Stored items:

┌────────

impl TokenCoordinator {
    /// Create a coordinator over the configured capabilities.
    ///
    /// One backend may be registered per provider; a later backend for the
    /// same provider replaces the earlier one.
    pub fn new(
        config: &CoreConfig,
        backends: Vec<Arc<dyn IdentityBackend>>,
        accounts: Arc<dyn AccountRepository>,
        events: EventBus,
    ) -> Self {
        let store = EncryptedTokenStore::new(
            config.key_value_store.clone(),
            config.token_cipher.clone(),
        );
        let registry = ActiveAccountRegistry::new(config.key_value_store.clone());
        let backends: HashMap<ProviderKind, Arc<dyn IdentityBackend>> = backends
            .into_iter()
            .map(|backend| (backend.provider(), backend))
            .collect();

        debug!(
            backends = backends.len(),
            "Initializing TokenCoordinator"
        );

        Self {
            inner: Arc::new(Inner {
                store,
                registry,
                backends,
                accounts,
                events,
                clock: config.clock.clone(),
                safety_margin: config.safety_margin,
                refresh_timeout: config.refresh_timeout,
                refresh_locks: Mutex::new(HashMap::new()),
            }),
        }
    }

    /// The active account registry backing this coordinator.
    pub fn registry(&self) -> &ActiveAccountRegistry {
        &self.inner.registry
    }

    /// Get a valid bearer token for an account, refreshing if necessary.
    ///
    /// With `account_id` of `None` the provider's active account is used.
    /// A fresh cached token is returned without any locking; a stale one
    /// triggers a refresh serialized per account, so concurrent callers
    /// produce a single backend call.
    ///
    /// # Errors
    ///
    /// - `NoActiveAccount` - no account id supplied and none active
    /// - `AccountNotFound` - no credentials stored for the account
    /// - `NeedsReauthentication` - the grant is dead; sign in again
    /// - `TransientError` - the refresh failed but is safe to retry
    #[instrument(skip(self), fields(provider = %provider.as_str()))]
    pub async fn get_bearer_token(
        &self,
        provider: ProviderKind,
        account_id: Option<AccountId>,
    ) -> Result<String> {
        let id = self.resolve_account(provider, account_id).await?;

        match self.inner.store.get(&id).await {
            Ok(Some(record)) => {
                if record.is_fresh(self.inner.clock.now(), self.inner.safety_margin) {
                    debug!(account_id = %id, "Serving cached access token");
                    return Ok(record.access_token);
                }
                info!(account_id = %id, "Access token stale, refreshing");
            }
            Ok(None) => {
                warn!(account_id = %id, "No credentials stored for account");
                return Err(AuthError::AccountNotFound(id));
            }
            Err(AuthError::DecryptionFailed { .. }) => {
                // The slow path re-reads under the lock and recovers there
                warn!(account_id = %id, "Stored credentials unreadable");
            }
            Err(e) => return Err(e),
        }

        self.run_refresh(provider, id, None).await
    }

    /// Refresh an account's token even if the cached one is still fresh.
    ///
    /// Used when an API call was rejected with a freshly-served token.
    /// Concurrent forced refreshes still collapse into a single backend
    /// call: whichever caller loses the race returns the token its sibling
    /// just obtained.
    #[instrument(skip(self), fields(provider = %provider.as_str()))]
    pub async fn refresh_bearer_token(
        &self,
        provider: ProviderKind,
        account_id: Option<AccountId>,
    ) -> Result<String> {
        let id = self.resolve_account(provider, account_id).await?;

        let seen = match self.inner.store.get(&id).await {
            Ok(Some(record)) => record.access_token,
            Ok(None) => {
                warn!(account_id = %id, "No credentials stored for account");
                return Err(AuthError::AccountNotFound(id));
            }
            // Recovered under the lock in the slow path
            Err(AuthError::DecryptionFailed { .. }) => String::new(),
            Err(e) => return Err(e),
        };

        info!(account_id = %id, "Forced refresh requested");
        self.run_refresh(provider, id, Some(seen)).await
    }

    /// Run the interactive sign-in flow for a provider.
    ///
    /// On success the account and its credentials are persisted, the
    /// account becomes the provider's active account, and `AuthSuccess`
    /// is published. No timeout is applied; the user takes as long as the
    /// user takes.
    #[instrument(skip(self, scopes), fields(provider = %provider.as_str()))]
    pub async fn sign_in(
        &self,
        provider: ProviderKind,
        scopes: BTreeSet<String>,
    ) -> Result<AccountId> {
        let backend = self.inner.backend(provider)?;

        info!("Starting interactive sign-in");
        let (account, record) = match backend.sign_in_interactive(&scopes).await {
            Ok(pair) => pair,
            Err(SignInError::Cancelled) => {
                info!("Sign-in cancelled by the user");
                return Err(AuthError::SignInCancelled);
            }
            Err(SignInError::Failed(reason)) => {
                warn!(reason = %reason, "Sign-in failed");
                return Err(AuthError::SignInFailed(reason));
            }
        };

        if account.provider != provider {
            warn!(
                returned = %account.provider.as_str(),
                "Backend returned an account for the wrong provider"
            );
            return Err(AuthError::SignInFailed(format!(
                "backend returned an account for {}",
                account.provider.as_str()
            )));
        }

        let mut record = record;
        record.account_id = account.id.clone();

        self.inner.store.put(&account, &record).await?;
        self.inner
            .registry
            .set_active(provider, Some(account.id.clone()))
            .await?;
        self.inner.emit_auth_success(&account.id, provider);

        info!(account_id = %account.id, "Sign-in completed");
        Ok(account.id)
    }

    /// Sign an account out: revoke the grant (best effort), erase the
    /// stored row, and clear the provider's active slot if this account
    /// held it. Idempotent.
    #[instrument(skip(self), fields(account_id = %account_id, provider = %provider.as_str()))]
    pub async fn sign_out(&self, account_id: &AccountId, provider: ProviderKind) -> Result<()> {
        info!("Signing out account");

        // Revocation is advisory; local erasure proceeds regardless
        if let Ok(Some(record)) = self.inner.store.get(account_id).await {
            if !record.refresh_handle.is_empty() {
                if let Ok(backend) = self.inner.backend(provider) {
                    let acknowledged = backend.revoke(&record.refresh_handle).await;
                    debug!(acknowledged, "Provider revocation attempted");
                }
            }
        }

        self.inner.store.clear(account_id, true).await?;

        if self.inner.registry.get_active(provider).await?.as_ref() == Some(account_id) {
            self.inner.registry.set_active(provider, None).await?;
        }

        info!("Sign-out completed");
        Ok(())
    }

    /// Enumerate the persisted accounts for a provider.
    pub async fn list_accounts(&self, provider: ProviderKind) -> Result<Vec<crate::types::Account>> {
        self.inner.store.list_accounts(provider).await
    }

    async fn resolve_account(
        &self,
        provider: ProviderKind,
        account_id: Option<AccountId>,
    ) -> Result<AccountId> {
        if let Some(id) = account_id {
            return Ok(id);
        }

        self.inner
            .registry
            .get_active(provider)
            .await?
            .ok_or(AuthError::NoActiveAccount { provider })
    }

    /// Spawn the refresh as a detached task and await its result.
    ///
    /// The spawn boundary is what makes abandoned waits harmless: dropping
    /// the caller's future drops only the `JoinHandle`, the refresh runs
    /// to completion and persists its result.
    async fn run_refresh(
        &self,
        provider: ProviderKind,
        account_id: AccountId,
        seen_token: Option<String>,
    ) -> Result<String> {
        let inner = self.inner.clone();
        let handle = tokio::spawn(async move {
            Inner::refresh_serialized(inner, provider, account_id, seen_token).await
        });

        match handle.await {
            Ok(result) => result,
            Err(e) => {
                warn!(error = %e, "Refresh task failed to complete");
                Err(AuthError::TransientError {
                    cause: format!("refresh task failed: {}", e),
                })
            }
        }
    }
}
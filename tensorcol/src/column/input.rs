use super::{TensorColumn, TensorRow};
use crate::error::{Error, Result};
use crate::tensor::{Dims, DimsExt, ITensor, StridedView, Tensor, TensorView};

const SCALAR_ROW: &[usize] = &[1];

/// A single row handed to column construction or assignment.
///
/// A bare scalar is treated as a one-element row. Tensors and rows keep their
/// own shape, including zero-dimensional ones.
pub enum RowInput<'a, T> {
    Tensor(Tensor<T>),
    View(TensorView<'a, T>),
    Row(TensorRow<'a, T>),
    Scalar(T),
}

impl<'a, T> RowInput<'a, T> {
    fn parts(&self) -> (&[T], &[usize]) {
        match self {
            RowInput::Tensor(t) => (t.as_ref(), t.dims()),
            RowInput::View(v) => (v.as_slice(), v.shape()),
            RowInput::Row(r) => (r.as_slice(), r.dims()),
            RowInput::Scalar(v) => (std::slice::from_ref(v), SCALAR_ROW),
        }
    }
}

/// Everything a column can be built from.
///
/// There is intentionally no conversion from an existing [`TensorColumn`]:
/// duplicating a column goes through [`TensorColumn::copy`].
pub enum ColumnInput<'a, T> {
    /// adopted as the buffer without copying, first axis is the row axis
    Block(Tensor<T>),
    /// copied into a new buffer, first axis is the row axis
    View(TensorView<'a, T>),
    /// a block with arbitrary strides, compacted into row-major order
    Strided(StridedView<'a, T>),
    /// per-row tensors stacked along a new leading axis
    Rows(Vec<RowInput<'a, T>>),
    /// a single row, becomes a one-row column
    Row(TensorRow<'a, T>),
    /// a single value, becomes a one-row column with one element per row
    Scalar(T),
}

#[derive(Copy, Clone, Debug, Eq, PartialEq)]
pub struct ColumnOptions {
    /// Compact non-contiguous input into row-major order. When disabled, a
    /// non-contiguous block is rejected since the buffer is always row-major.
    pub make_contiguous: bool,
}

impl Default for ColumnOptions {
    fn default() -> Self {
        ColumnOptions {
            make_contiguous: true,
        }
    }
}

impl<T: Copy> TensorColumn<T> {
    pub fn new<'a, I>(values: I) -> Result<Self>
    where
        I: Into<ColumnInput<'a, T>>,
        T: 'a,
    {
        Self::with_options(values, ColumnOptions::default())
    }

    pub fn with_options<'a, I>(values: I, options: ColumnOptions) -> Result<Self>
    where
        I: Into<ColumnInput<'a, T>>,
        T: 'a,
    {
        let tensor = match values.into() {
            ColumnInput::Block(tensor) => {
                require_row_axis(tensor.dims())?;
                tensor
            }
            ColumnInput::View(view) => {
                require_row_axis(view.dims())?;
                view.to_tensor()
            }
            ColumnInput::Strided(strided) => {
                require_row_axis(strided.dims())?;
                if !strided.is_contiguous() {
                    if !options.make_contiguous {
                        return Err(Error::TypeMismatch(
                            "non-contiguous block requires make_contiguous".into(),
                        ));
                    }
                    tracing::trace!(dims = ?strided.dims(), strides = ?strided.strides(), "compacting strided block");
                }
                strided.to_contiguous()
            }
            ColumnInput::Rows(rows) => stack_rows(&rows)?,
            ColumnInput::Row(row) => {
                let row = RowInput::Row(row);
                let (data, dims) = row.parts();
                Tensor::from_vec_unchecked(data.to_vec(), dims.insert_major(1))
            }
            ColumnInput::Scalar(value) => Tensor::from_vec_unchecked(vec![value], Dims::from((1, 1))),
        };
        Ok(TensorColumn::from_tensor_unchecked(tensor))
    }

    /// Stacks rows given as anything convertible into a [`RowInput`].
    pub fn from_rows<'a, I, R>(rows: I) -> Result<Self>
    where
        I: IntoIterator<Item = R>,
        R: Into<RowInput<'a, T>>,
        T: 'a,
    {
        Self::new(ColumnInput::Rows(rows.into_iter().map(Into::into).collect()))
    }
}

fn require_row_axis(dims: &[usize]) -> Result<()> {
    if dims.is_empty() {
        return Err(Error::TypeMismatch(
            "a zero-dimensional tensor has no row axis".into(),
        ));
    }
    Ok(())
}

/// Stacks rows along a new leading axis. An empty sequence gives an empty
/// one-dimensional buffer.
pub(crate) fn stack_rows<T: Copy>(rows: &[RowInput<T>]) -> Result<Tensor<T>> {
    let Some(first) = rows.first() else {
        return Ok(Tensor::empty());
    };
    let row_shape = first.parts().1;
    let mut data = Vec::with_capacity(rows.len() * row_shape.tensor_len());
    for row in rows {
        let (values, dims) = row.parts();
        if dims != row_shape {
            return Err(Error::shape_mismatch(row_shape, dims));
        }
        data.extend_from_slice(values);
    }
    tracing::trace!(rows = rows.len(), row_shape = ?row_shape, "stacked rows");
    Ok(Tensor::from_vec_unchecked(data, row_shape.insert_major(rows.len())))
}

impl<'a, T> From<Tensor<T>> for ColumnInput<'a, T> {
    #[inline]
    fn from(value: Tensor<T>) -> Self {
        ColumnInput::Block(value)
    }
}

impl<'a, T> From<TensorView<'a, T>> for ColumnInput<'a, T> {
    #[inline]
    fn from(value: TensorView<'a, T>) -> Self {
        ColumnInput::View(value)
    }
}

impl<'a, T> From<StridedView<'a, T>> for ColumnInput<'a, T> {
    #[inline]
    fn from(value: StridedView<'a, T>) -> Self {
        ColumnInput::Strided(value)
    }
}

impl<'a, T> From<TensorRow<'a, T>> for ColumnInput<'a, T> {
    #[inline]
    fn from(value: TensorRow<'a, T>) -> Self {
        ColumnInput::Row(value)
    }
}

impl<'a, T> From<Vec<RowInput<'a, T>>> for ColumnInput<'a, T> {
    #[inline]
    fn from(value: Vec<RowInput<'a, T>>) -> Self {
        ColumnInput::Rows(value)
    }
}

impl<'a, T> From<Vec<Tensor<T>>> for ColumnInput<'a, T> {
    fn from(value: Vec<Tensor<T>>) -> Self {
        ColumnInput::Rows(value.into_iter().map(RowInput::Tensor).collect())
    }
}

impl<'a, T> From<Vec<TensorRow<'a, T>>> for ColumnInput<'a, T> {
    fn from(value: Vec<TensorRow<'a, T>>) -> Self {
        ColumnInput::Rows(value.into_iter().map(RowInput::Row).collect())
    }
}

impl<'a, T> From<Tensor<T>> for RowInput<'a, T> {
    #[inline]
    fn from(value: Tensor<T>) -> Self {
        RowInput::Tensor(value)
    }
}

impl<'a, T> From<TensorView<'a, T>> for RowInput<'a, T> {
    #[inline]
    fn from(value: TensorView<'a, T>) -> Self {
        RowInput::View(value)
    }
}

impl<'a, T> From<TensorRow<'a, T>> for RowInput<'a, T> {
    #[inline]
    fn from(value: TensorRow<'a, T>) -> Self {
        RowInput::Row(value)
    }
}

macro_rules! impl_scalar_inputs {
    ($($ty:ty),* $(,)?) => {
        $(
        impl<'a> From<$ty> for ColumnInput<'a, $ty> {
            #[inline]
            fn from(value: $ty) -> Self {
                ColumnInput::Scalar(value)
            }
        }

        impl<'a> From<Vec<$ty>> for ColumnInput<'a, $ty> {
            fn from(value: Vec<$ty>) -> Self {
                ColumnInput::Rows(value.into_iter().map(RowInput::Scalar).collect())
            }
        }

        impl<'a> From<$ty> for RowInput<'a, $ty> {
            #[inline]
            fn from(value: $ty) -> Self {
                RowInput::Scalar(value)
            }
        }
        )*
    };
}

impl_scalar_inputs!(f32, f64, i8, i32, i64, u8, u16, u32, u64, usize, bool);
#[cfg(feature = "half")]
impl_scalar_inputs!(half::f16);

└────────

Show each line in the entries that holds the string "usize".

const SCALAR_ROW: &[usize] = &[1];
    fn parts(&self) -> (&[T], &[usize]) {
fn require_row_axis(dims: &[usize]) -> Result<()> {
impl_scalar_inputs!(f32, f64, i8, i32, i64, u8, u16, u32, u64, usize, bool);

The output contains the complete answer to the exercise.